With age (≥ 75 years old, < 75 years old) and education level (completion of junior high school and below, senior high school and above) as stratified indicators, all patients meeting the study inclusion criteria were randomly divided into two groups at a 1:1 ratio according to the random table generated by the randomization server, respectively named “cognitive digital therapy group” and “positive control group”.

Concealment mechanism {16b}

Packet hiding

The clinical outcome cognitive function was assessed using an independent BCAT system. The BCAT evaluation system server is managed by the sponsor. Questionnaire evaluators and head MRI imaging analysts cannot know the grouping of patients, evaluators need to receive professional evaluation training, and staff outside the research team input the data into the computer in the form of separate data tables, so that statisticians can analyze the data without knowing the grouping.

Implementation {16c}

Central randomization

A central randomized network service system was used for randomized assignment of study patients. To ensure the confidentiality of randomization, the Network Central Randomization System (IWRS) system will not send a randomization code until patient enrollment and baseline data collection are completed.

Assignment of interventions: blinding

Who will be blinded {17a}

COG-T CHD was a double-blind trial. Randomization results are not disclosed to patients, researchers, research assistants, or data analysts.
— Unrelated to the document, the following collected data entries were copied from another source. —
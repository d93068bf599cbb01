// Copyright 2024 The Hierarchy Tree contributors.
// Licensed under the Apache License, Version 2.0 (found in
// the LICENSE-APACHE file) or the MIT license (found in
// the LICENSE-MIT file), at your option.

#[cfg(feature = "serde")]
use serde::{Deserialize, Serialize};

use crate::key::NodeKey;

/// A single node as produced by a hierarchy provider, before the engine has
/// assigned it a [`crate::NodeId`] or merged it into a tree model.
#[derive(Clone, Debug, PartialEq)]
#[cfg_attr(feature = "serde", derive(Serialize, Deserialize))]
#[cfg_attr(feature = "serde", serde(rename_all = "camelCase"))]
pub struct HierarchyNode {
    pub key: NodeKey,
    /// The keys of this node's ancestors, in root-to-parent order.
    pub parent_keys: Vec<NodeKey>,
    pub label: Box<str>,
    /// `true` if this node may have children; `false` if it is a leaf.
    pub has_children: bool,
    pub auto_expand: bool,
    pub supports_filtering: bool,
    /// Implementation-specific payload the engine never inspects.
    #[cfg_attr(feature = "serde", serde(default))]
    pub extended_data: serde_json::Value,
    /// For a grouping node, the nearest ancestor key that is *not* itself a
    /// grouping node. Populated by the provider's grouping step; the engine
    /// reads it only to resolve the effective instance filter at this node
    /// (a filter applied at a non-grouping ancestor is inherited by its
    /// grouping descendants). This is a logical back-reference, never an
    /// owning one: providers may store either a direct pointer to the
    /// ancestor (when they own both nodes' lifetimes) or an id plus a
    /// lookup.
    #[cfg_attr(feature = "serde", serde(default))]
    pub non_grouping_ancestor: Option<NodeKey>,
}

impl HierarchyNode {
    pub fn is_grouping(&self) -> bool {
        matches!(self.key, NodeKey::Grouping(_))
    }
}
// Copyright 2024 The Hierarchy Tree contributors.
// Licensed under the Apache License, Version 2.0 (found in
// the LICENSE-APACHE file) or the MIT license (found in
// the LICENSE-MIT file), at your option.

#[cfg(feature = "serde")]
use serde::{Deserialize, Serialize};

use crate::limit::HierarchyLimit;

/// A failure reported by a hierarchy provider while loading a single level.
///
/// This is the type a [`crate`] consumer's `HierarchyProvider` implementation
/// returns from a failed item in the node stream. The loader classifies it
/// into an info node or a node/root `error` field; it never escapes the
/// engine's public API as an `Err`.
#[derive(Clone, Debug, thiserror::Error)]
pub enum ProviderError {
    /// The provider stopped after hitting the per-level row limit.
    #[error("result set exceeds the hierarchy level size limit")]
    RowsLimitExceeded { limit: HierarchyLimit },
    /// The provider reported that the request took too long.
    #[error("timed out loading hierarchy level: {message}")]
    Timeout { message: String },
    /// Any other provider failure, with no further classification.
    #[error("failed to load hierarchy level: {message}")]
    Other { message: String },
}

/// The kind of a non-hierarchy child node synthesized by the loader to
/// surface an error, limit, or empty-filter condition to a renderer.
#[derive(Clone, Debug, PartialEq)]
#[cfg_attr(feature = "serde", derive(Serialize, Deserialize))]
#[cfg_attr(feature = "serde", serde(rename_all = "camelCase", tag = "type"))]
pub enum InfoNodeKind {
    /// The sole child of a parent whose children exceeded the size limit.
    ResultSetTooLarge { result_set_size_limit: HierarchyLimit },
    /// The sole child of a parent whose active instance filter matched
    /// nothing, where an unfiltered level would legitimately have children.
    NoFilterMatches,
    /// A transient placeholder shown while a level is loading. Not produced
    /// by the loader itself (the model's `is_loading` flag covers that) but
    /// reserved for facades that choose to materialize loading state as a
    /// placeholder child rather than an out-of-band flag.
    ChildrenLoad,
    /// A children-load failure that isn't a rows-limit or timeout.
    Unknown { message: String },
}

/// A node-level error recorded after a failed children load.
///
/// Re-expanding a node whose `error` is `ChildrenLoad` re-triggers the load
/// with cache bypass.
#[derive(Clone, Debug, PartialEq)]
#[cfg_attr(feature = "serde", derive(Serialize, Deserialize))]
#[cfg_attr(feature = "serde", serde(rename_all = "camelCase", tag = "type"))]
pub enum TreeError {
    ChildrenLoad { message: String },
    Timeout { message: String },
}

impl ProviderError {
    /// The `rootNode.error` / node `error` this failure sets, per the error
    /// taxonomy: a rows-limit failure is surfaced purely as an info node and
    /// sets no node-level error.
    pub fn as_tree_error(&self) -> Option<TreeError> {
        match self {
            Self::Timeout { message } => Some(TreeError::Timeout {
                message: message.clone(),
            }),
            Self::Other { message } => Some(TreeError::ChildrenLoad {
                message: message.clone(),
            }),
            Self::RowsLimitExceeded { .. } => None,
        }
    }
}
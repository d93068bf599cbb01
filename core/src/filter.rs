// Copyright 2024 The Hierarchy Tree contributors.
// Licensed under the Apache License, Version 2.0 (found in
// the LICENSE-APACHE file) or the MIT license (found in
// the LICENSE-MIT file), at your option.

#[cfg(feature = "serde")]
use serde::{Deserialize, Serialize};

/// A structured predicate applied to a single hierarchy level.
///
/// The engine never interprets the contents of a filter; it only stores it,
/// compares it for equality and emptiness, and hands it back to the
/// hierarchy provider that alone knows how to turn it into a query.
/// Filter-rule construction is explicitly out of scope for this crate.
#[derive(Clone, Debug, Default, PartialEq)]
#[cfg_attr(feature = "serde", derive(Serialize, Deserialize))]
#[cfg_attr(feature = "serde", serde(transparent))]
pub struct InstanceFilter(serde_json::Value);

impl InstanceFilter {
    pub fn new(expression: serde_json::Value) -> Self {
        Self(expression)
    }

    pub fn is_empty(&self) -> bool {
        self.0.is_null()
    }

    pub fn expression(&self) -> &serde_json::Value {
        &self.0
    }
}

impl From<serde_json::Value> for InstanceFilter {
    fn from(expression: serde_json::Value) -> Self {
        Self::new(expression)
    }
}
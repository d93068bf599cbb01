// Copyright 2024 The Hierarchy Tree contributors.
// Licensed under the Apache License, Version 2.0 (found in
// the LICENSE-APACHE file) or the MIT license (found in
// the LICENSE-MIT file), at your option.

//! The tree state facade (C4): the lifecycle owner a UI layer actually
//! holds. Constructs a provider, wires up `hierarchyChanged`, and exposes
//! a view-oriented projection instead of the raw [`TreeModel`].

use std::future::Future;
use std::pin::Pin;
use std::sync::atomic::{AtomicBool, AtomicU64, Ordering};
use std::sync::Arc;

use futures_channel::mpsc;
use parking_lot::Mutex;
use tree_core::{HierarchyLimit, HierarchyNode, InfoNodeKind, InstanceFilter, NodeId, TreeError};

use crate::actions::{LimitExceededHook, LoadErrorHook, PerformanceAction, PerformanceHook, TreeActions};
use crate::loader::ReloadState;
use crate::model::{ModelNode, NodeRef, TreeModel};
use crate::provider::{
    GetNodeInstanceKeysOptions, GetNodesOptions, HierarchyChangedEvent, HierarchyProvider,
    InstanceKeyRow, NodeFormatter, ProviderStream, TargetPath,
};

/// A node as handed to a renderer: either a loaded hierarchy node
/// projection or a forwarded info node, with `children` lazily
/// materialized only once its subtree is loaded (§4.4).
#[derive(Clone, Debug)]
pub enum TreeNode {
    Hierarchy(HierarchyTreeNode),
    Info(InfoTreeNode),
}

#[derive(Clone, Debug)]
pub struct HierarchyTreeNode {
    pub id: NodeId,
    pub label: Box<str>,
    pub is_expanded: bool,
    pub is_loading: bool,
    pub is_filterable: bool,
    pub is_filtered: bool,
    pub node_data: Arc<HierarchyNode>,
    pub extended_data: serde_json::Value,
    /// `Pending` until the subtree is loaded, at which point it becomes the
    /// materialized child list (possibly empty, for a loaded leaf).
    pub children: NodeChildren,
}

#[derive(Clone, Debug)]
pub enum NodeChildren {
    Pending,
    Loaded(Vec<TreeNode>),
}

#[derive(Clone, Debug)]
pub struct InfoTreeNode {
    pub id: NodeId,
    pub kind: InfoNodeKind,
}

/// Per-level details exposed by [`HierarchyTreeState::hierarchy_level_details`].
pub struct HierarchyLevelDetails<'a, P: HierarchyProvider> {
    target: NodeRef,
    state: &'a HierarchyTreeState<P>,
}
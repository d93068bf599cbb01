// Copyright 2024 The Hierarchy Tree contributors.
// Licensed under the Apache License, Version 2.0 (found in
// the LICENSE-APACHE file) or the MIT license (found in
// the LICENSE-MIT file), at your option.

use std::{fmt, sync::Arc};

#[cfg(feature = "serde")]
use serde::{Deserialize, Serialize};

use crate::key::NodeKey;

/// The stable identity of a hierarchy node, derived from its key path
/// (ancestor keys followed by its own key).
///
/// Two nodes with equal key paths always produce an equal [`NodeId`], which
/// is what lets a reload of the same hierarchy preserve node identities.
#[derive(Clone, PartialEq, Eq, PartialOrd, Ord, Hash)]
#[cfg_attr(feature = "serde", derive(Serialize, Deserialize))]
#[cfg_attr(feature = "serde", serde(transparent))]
pub struct NodeId(Arc<str>);

impl NodeId {
    /// Derives a deterministic id from a node's key path: the keys of its
    /// ancestors, in root-to-parent order, followed by its own key.
    ///
    /// The representation is the JSON encoding of that path. Field order in
    /// [`NodeKey`] and [`crate::InstanceKey`] is fixed by their struct
    /// declarations, so two equal key paths always serialize to the same
    /// bytes regardless of when or how they were produced.
    pub fn from_key_path<'a>(parent_keys: impl IntoIterator<Item = &'a NodeKey>, key: &NodeKey) -> Self {
        let mut path: Vec<&NodeKey> = parent_keys.into_iter().collect();
        path.push(key);
        let encoded = serde_json::to_string(&path).unwrap_or_default();
        Self(Arc::from(encoded))
    }

    pub fn as_str(&self) -> &str {
        &self.0
    }
}

impl fmt::Debug for NodeId {
    fn fmt(&self, f: &mut fmt::Formatter<'_>) -> fmt::Result {
        write!(f, "NodeId({})", self.0)
    }
}

impl fmt::Display for NodeId {
    fn fmt(&self, f: &mut fmt::Formatter<'_>) -> fmt::Result {
        f.write_str(&self.0)
    }
}

impl AsRef<str> for NodeId {
    fn as_ref(&self) -> &str {
        &self.0
    }
}
// Copyright 2024 The Hierarchy Tree contributors.
// Licensed under the Apache License, Version 2.0 (found in
// the LICENSE-APACHE file) or the MIT license (found in
// the LICENSE-MIT file), at your option.

//! The selection handler (C5): turns a visible node list plus a click or
//! key event into the set of ids a single `selectNodes` call should apply.

use tree_core::NodeId;

use crate::model::SelectionChangeType;

/// How a tree consumer interprets activation events.
#[derive(Clone, Copy, Debug, Default, PartialEq, Eq)]
pub enum SelectionMode {
    /// Activation is disabled entirely.
    None,
    #[default]
    Single,
    Multiple,
    Extended,
}

/// A flat, pre-order-visible projection of the currently loaded and
/// expanded tree, rebuilt by the facade whenever the underlying
/// `rootNodes` change. The handler only ever reasons about positions in
/// this slice; it has no knowledge of the tree's actual shape.
#[derive(Clone, Copy, Debug)]
pub struct VisibleNode<'a> {
    pub id: &'a NodeId,
}

/// A click or keyboard activation event (`Space`/`Enter` are equivalent to
/// a click), as seen by [`SelectionHandler`].
#[derive(Clone, Copy, Debug, Default)]
pub struct ActivationModifiers {
    pub shift: bool,
    pub ctrl: bool,
}

/// Tracks the anchor node for shift-range selection across activations.
/// Stateless with respect to the tree itself — it is handed the visible
/// order fresh on every activation.
#[derive(Clone, Debug, Default)]
pub struct SelectionHandler {
    mode: SelectionMode,
    previous_selection_id: Option<NodeId>,
}

impl SelectionHandler {
    pub fn new(mode: SelectionMode) -> Self {
        Self {
            mode,
            previous_selection_id: None,
        }
    }

    pub fn mode(&self) -> SelectionMode {
        self.mode
    }

    pub fn set_mode(&mut self, mode: SelectionMode) {
        self.mode = mode;
    }

    pub fn previous_selection_id(&self) -> Option<&NodeId> {
        self.previous_selection_id.as_ref()
    }

    /// Drops the anchor if `visible` no longer contains it. A reload that
    /// drops the anchor node clears it outright — it never falls back to a
    /// different node.
    pub fn prune_anchor(&mut self, visible: &[VisibleNode<'_>]) {
        if let Some(anchor) = &self.previous_selection_id {
            if !visible.iter().any(|n| n.id == anchor) {
                self.previous_selection_id = None;
            }
        }
    }

    /// Computes the `(ids, change)` an activation of `target` should apply,
    /// given the current flat visible order and `target`'s prior selected
    /// state, and updates the anchor accordingly (§4.5's table).
    ///
    /// Returns `None` for [`SelectionMode::None`], or if `target` isn't in
    /// `visible` (it can't be activated if it isn't shown).
    pub fn activate(
        &mut self,
        visible: &[VisibleNode<'_>],
        target: &NodeId,
        was_selected: bool,
        modifiers: ActivationModifiers,
    ) -> Option<(Vec<NodeId>, SelectionChangeType)> {
        if self.mode == SelectionMode::None {
            return None;
        }
        let target_index = visible.iter().position(|n| n.id == target)?;

        let result = match self.mode {
            SelectionMode::None => unreachable!(),
            SelectionMode::Single => {
                self.previous_selection_id = Some(target.clone());
                toggle(target, was_selected, SelectionChangeType::Replace)
            }
            SelectionMode::Multiple => {
                self.previous_selection_id = Some(target.clone());
                toggle(target, was_selected, SelectionChangeType::Add)
            }
            SelectionMode::Extended if modifiers.shift => {
                // Range selection never updates the anchor.
                return Some(self.range_from_anchor(visible, target_index));
            }
            SelectionMode::Extended if modifiers.ctrl => {
                self.previous_selection_id = Some(target.clone());
                toggle(target, was_selected, SelectionChangeType::Add)
            }
            SelectionMode::Extended => {
                self.previous_selection_id = Some(target.clone());
                (vec![target.clone()], SelectionChangeType::Replace)
            }
        };

        Some(result)
    }

    fn range_from_anchor(
        &self,
        visible: &[VisibleNode<'_>],
        target_index: usize,
    ) -> (Vec<NodeId>, SelectionChangeType) {
        let anchor_index = self
            .previous_selection_id
            .as_ref()
            .and_then(|anchor| visible.iter().position(|n| n.id == anchor))
            .unwrap_or(target_index);

        let (lo, hi) = if anchor_index <= target_index {
            (anchor_index, target_index)
        } else {
            (target_index, anchor_index)
        };

        let ids = visible[lo..=hi].iter().map(|n| n.id.clone()).collect();
        (ids, SelectionChangeType::Replace)
    }
}

/// `add`/`replace [N]` if not already selected, else `remove [N]`.
fn toggle(
    target: &NodeId,
    was_selected: bool,
    select_change: SelectionChangeType,
) -> (Vec<NodeId>, SelectionChangeType) {
    if was_selected {
        (vec![target.clone()], SelectionChangeType::Remove)
    } else {
        (vec![target.clone()], select_change)
    }
}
Procedure for unblinding if needed {17b}

After completing the 12-week visit, all subjects will be unblinded, patients in the positive control group will end the intervention, and patients in the cognitive digital therapy group will be randomized 1:1 again: one group will end the cognitive training and the other group will continue the training until 24 weeks.

Data collection and management

Plans for assessment and collection of outcomes {18a}

Multiple follow-up assessments included laboratory tests, clinical tests, and questionnaires. Follow-up plans will be the same for both groups of patients who were randomized. Patients’ baseline data included sociodemographic data, anthropometric data, blood pressure, present and past history, current medication, laboratory tests, cognitive function tests, head MRI and self-efficacy, quality of life, functional activity questionnaire, and anxiety and depression scale. The research schedule is shown in Table 3.

Plans to promote participant retention and complete follow-up {18b}

Plans to promote participant retention and completion of follow-up are described in the section on improving subject compliance. Data from participants who stopped or deviated from the intervention regimen were treated in the same way as those who were lost to follow-up (mentioned in the handling of missing data section).

Data management {19}

Electronic data acquisition system (EDC)

• 1) Permissions: only those listed in the list are authorized to log in to the Internet-based data management system using their personal accounts and passwords.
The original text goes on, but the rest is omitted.